Description of the Generalized Matrix Learning Vector Quantization classifier
The Generalized Learning Vector Quantization (GLVQ) is a powerful distance- and prototype-based classification method [20]. The idea is adapted from the unsupervised vector quantization methods such as k-Means or the Self-Organizing Map (SOM) and an extension of the heuristic Learning Vector Quantization (LVQ) [43]. For each class at least one prototype is initialized and a function, which approximates the classification accuracy (Fig. 2), is maximized during learning. The optimization is commonly done by Stochastic Gradient Ascent (SGA) and ends up in an intuitive adaption of the prototypes. Thereby, in each iteration, for one training data point v two prototypes are taken into account: the nearest prototype with the same label as the data point and the nearest prototype with a different label, noted as w+(v) and w−(v). The prototype w+(v) is attracted while w−(v) is repulsed. The strength of attraction and repulsion is obtained by the gradients of the cost function and the according learning rates. The trained model is a nearest neighbor classifier, i. e. an incoming data point is assigned to the same class as the nearest prototype. In general, the GLVQ is a sparse model with interpretative prototypes. The complexity of the model can be chosen by the user by specifying the number of prototypes per class. If only one prototype per class and the Euclidean distance is applied, GLVQ is a linear classifier. A more detailed description of the algorithm can be found in [44, 45], Fig. 3 provides a graphical representation.
A prominent extension of the GLVQ is the Matrix GLVQ [21]. Beside the prototypes, a mapping of the data points is learned for better separation of the classes (Fig. 4). This linear mapping, denoted by \( \Omega \in \mathbb {R}^{M\times D} \), is powerful and provides additional information about the classification problem. Thereby, D is the number of features. The parameter m can be chosen by the user and indicates the mapping dimension. If the mapping dimension is equal to D, the matrix is quadratic, but M can also be set to values smaller than D, e. g. down to M=2. In the latter case the GMLVQ can be used for visualization of the dataset by mapping the dataset into the two-dimensional space [46]. Moreover, the matrix CCM=Ω′Ω is termed Classification Correlation Matrix (CCM) [44]. In contrast to the correlation matrix of the features, the CCM reflects the correlations between them under the aspect of class discrimination (Fig. 5b), i. e. positive or negative values of high magnitude between two features indicate a high positive or negative correlation of the features beneficial for the discrimination of classes. High values on the main diagonal occur for features important for the distinction of classes in general (see Fig. 5a).

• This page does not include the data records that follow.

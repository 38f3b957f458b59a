//! Core domain for the Herald state tracker.
//!
//! Herald pulls "not yet announced" entries out of JSON documents, marks them
//! as announced and can later clear the mark. This crate holds the pure part:
//! source descriptors, dot-path resolution, target classification, the
//! collect/mark/reset algorithms and reply rendering. Filesystem access lives
//! in `herald-data`.
//!
//! # Examples
//!
//! ```
//! use herald_core::{DotPath, TargetShape, format_items};
//! use serde_json::json;
//!
//! # fn main() -> Result<(), Box<dyn std::error::Error>> {
//! let mut doc = json!({"a": {"b": [{"c": {"pushed": false, "x": 1}}]}});
//! let target = DotPath::parse("a.b[0].c")?.resolve_mut(&mut doc)?;
//! let fresh = TargetShape::classify(target)?.collect_unpushed();
//!
//! assert_eq!(fresh, vec![json!({"pushed": false, "x": 1})]);
//! assert_eq!(doc["a"]["b"][0]["c"]["pushed"], json!(true));
//! assert!(format_items(&fresh)?.contains("\"x\": 1"));
//! # Ok(())
//! # }
//! ```

#![forbid(unsafe_code)]

mod dot_path;
mod event;
mod output;
mod shape;
mod source;

#[cfg(any(test, feature = "test-support"))]
pub mod test_support;

pub use dot_path::{DotPath, PathError, Segment};
pub use event::{EventSink, NullSink, RefreshEvent};
pub use output::{
    ERR_PREFIX, MAX_REPLY_CHARS, NO_SOURCES, NO_UPDATE, TRUNCATION_SUFFIX, error_reply,
    format_items, is_error_reply, labelled_reply, not_found_reply, truncate_reply,
};
pub use shape::{PUSHED_FIELD, ShapeError, ShapeKind, TargetShape, is_pushed};
pub use source::{Source, SourceError};
//! Failures raised while refreshing or resetting a source.

use std::io;

use camino::Utf8PathBuf;
use herald_core::{PathError, ShapeError, error_reply, not_found_reply};
use herald_fs::BaseDirError;
use thiserror::Error;

/// Errors raised by [`RefreshEngine`](super::RefreshEngine) operations.
#[derive(Debug, Error)]
pub enum EngineError {
    /// The source file does not exist.
    #[error("JSON not found: {file}")]
    NotFound {
        /// File name as registered.
        file: String,
    },
    /// The source file resolves outside the base directory.
    #[error(transparent)]
    Containment(#[from] BaseDirError),
    /// The source path exists but is not a regular file.
    #[error("{path} is not a regular file")]
    NotAFile {
        /// Resolved path.
        path: Utf8PathBuf,
    },
    /// Inspecting the source path failed.
    #[error("failed to inspect {path}: {source}")]
    Inspect {
        /// Resolved path.
        path: Utf8PathBuf,
        /// Source error from std I/O.
        #[source]
        source: io::Error,
    },
    /// Reading the document failed.
    #[error("failed to read {path}: {source}")]
    Read {
        /// Resolved path.
        path: Utf8PathBuf,
        /// Source error from std I/O.
        #[source]
        source: io::Error,
    },
    /// The document is not valid JSON.
    #[error("failed to parse JSON in {path}: {source}")]
    Parse {
        /// Resolved path.
        path: Utf8PathBuf,
        /// Source error from `serde_json`.
        #[source]
        source: serde_json::Error,
    },
    /// The dot path does not resolve inside the document.
    #[error("{dot_path}: {source}")]
    Path {
        /// Dot path as registered.
        dot_path: String,
        /// Resolution failure.
        #[source]
        source: PathError,
    },
    /// The target is neither a sequence nor a mapping.
    #[error(transparent)]
    Shape(#[from] ShapeError),
    /// Serialising the document or the reply failed.
    #[error("failed to serialise JSON: {0}")]
    Serialise(#[source] serde_json::Error),
    /// Writing the document back failed.
    #[error("failed to write {path}: {source}")]
    Write {
        /// Resolved path.
        path: Utf8PathBuf,
        /// Source error from std I/O.
        #[source]
        source: io::Error,
    },
}

impl EngineError {
    /// Whether the failure is a refusal to touch a path outside the base
    /// directory.
    #[must_use]
    pub const fn is_permission_denied(&self) -> bool {
        matches!(self, Self::Containment(BaseDirError::Escapes { .. }))
    }

    /// Render the failure as a `[ERR]` reply for the named source.
    #[must_use]
    pub fn reply(&self, name: &str) -> String {
        match self {
            Self::NotFound { file } => not_found_reply(file),
            other => error_reply(name, other),
        }
    }
}
//! Routing of chat commands to the registry and the refresh engine.
//!
//! A chat message is one line of text such as `/refresh status`. The router
//! answers every message with a reply string; unknown input gets the help
//! text.

use herald_core::{EventSink, NO_SOURCES};
use herald_data::{RefreshEngine, SourceRegistry};

/// Reply to anything that is not a recognised command.
pub const HELP_TEXT: &str = "Available commands:\n\
/refresh - refresh every enabled source\n\
/refresh <name> - refresh one source\n\
/bots - list registered sources\n\
/reset <name|all> - clear pushed flags\n\
\n\
Examples:\n\
/refresh\n\
/refresh status\n\
/bots\n\
/reset status";

/// Reply to `/reset` without an argument.
pub const RESET_USAGE: &str = "Usage: /reset <name|all>";

/// A parsed chat message.
#[derive(Debug, Clone, PartialEq, Eq)]
pub enum ChatCommand {
    /// `/refresh`
    RefreshAll,
    /// `/refresh <name>`
    Refresh(String),
    /// `/bots`
    Bots,
    /// `/reset all`
    ResetAll,
    /// `/reset <name>`
    Reset(String),
    /// `/reset` with no argument.
    ResetUsage,
    /// Anything else.
    Help,
}

impl ChatCommand {
    /// Parse one message. Extra words after the first argument are ignored.
    #[must_use]
    pub fn parse(message: &str) -> Self {
        let mut words = message.split_whitespace();
        let command = words.next().unwrap_or_default();
        let argument = words.next().map(str::to_owned);
        match (command, argument) {
            ("/refresh", None) => Self::RefreshAll,
            ("/refresh", Some(name)) => Self::Refresh(name),
            ("/bots", _) => Self::Bots,
            ("/reset", None) => Self::ResetUsage,
            ("/reset", Some(target)) if target == "all" => Self::ResetAll,
            ("/reset", Some(name)) => Self::Reset(name),
            _ => Self::Help,
        }
    }
}

/// Answers chat commands using a registry and an engine.
#[derive(Debug)]
pub struct ChatRouter<'a, S> {
    registry: &'a SourceRegistry,
    engine: &'a RefreshEngine<S>,
}

impl<'a, S: EventSink> ChatRouter<'a, S> {
    /// Create a router over `registry` and `engine`.
    pub const fn new(registry: &'a SourceRegistry, engine: &'a RefreshEngine<S>) -> Self {
        Self { registry, engine }
    }

    /// Answer one chat message.
    pub fn handle(&self, message: &str) -> String {
        let command = ChatCommand::parse(message);
        log::debug!("chat command: {command:?}");
        match command {
            ChatCommand::RefreshAll => self
                .engine
                .refresh_multiple_sources(&self.registry.get_enabled()),
            ChatCommand::Refresh(name) => match self.registry.get(&name) {
                None => self.unknown(&name),
                Some(source) if !source.enabled() => format!("Source '{name}' is disabled"),
                Some(source) => self.engine.refresh_source(source),
            },
            ChatCommand::Bots => self.bots(),
            ChatCommand::ResetAll => self.engine.reset_all(&self.registry.get_enabled()),
            ChatCommand::Reset(name) => self
                .registry
                .get(&name)
                .map_or_else(|| self.unknown(&name), |source| self.engine.reset_source(source)),
            ChatCommand::ResetUsage => RESET_USAGE.to_owned(),
            ChatCommand::Help => HELP_TEXT.to_owned(),
        }
    }

    fn unknown(&self, name: &str) -> String {
        let available: Vec<String> = self.registry.list().into_keys().collect();
        format!(
            "Source '{name}' does not exist. Available sources: {}",
            available.join(", ")
        )
    }

    fn bots(&self) -> String {
        let sources = self.registry.list();
        if sources.is_empty() {
            return NO_SOURCES.to_owned();
        }
        let mut lines = vec!["Registered sources:".to_owned()];
        lines.extend(sources.iter().map(|(name, source)| {
            let key = source
                .dot_path()
                .filter(|path| !path.is_empty())
                .map(|path| format!(" (key={path})"))
                .unwrap_or_default();
            let status = if source.enabled() { "enabled" } else { "disabled" };
            format!("- {name}: {}{key} [{status}]", source.file())
        }));
        lines.join("\n")
    }
}
//! Facade crate for herald, a tracker that announces unpushed items from
//! JSON documents on disk.
//!
//! This crate re-exports the core domain types and, behind the `store-fs`
//! feature, the filesystem-backed refresh engine and source registry.

#![forbid(unsafe_code)]

pub use herald_core::{
    DotPath, ERR_PREFIX, EventSink, MAX_REPLY_CHARS, NO_SOURCES, NO_UPDATE, NullSink, PathError,
    RefreshEvent, ShapeError, ShapeKind, Source, SourceError, TRUNCATION_SUFFIX, TargetShape,
    format_items, is_error_reply,
};

#[cfg(feature = "store-fs")]
pub use herald_data::{
    EngineError, LogSink, NOTHING_RESET, RefreshEngine, RefreshOutcome, RegistryError,
    SourceRegistry,
};

#[cfg(feature = "store-fs")]
pub use herald_fs::{BaseDir, BaseDirError};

Classification of Early Folding Residues
In the first step the dataset is standardized by z-score transformation. As mentioned before, the given dataset has a very unbalanced class distribution, i. e. only 482 data points of class EFR and 2784 of class LFR. In such cases the classification accuracy is inconclusive because it only takes correctly classified data points into account. Therefore, we determine further prominent evaluations measures based on the Confusion Matrix (CM) such as precision, recall, F1-measure, and Area Under The Receiver Operating Characteristic (auROC) [47, 48]. The precision considers data points predicted as the positive class (here EFR) and recall on all data points, which are real positives. In our example, the number of EFR is drastically smaller than that of LFR, so in general the precision is much worse than recall. The F1-measure, which is the harmonic mean between precision and recall, is sensitive if one of these values is getting too small. The Receiver Operating Characteristic (ROC) is a graphical plot illustrating the trade-off between true positives and false positives for a model. According to the Weka documentation, the ROC is obtained by varying the threshold on the class probability estimates.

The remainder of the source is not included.